→ Task instructions: When a line in the material contains the word "crates", copy it.

>>>>

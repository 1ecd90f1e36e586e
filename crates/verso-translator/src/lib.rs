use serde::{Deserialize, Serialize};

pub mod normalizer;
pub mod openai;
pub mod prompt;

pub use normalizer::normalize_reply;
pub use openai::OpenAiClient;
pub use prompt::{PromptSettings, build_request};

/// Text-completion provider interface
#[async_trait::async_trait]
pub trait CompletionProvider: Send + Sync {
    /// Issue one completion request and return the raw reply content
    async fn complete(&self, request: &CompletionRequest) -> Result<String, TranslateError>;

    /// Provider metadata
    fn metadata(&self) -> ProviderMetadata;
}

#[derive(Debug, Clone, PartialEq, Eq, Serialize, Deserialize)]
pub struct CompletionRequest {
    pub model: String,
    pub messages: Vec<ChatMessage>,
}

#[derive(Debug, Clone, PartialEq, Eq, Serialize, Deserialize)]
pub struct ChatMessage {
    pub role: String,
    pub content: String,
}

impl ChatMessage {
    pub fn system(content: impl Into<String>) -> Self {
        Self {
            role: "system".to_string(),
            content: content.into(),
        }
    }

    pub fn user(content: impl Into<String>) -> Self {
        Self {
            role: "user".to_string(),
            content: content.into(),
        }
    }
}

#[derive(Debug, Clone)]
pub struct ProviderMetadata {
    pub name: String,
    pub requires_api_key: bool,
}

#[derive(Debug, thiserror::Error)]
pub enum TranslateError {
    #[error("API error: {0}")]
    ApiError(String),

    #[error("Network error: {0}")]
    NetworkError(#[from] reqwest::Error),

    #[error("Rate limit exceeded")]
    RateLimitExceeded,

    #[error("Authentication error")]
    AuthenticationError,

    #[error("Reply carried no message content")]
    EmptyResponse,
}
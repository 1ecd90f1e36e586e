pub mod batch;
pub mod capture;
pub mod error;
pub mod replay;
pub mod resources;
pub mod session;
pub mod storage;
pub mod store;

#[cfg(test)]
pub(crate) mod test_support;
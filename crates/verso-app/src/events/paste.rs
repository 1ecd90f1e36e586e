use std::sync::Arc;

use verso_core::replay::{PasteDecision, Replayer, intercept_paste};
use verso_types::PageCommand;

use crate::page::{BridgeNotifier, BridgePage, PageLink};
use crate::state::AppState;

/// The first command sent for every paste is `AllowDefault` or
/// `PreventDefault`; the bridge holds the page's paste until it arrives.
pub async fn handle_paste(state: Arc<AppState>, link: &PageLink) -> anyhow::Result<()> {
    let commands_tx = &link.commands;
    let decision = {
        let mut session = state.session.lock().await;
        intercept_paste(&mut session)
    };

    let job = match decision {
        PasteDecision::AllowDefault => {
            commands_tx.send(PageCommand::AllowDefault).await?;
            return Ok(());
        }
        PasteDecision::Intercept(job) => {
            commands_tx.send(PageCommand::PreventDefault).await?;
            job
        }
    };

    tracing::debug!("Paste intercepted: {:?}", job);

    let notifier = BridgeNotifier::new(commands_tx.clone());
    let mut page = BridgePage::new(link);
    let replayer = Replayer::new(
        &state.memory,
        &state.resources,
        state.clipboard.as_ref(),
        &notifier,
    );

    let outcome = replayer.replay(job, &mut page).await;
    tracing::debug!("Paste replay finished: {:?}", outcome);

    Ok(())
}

<<<<

→ Answer for the task:
filename crates/verso-translator/src/lib.rs
filename crates/verso-app/src/events/paste.rs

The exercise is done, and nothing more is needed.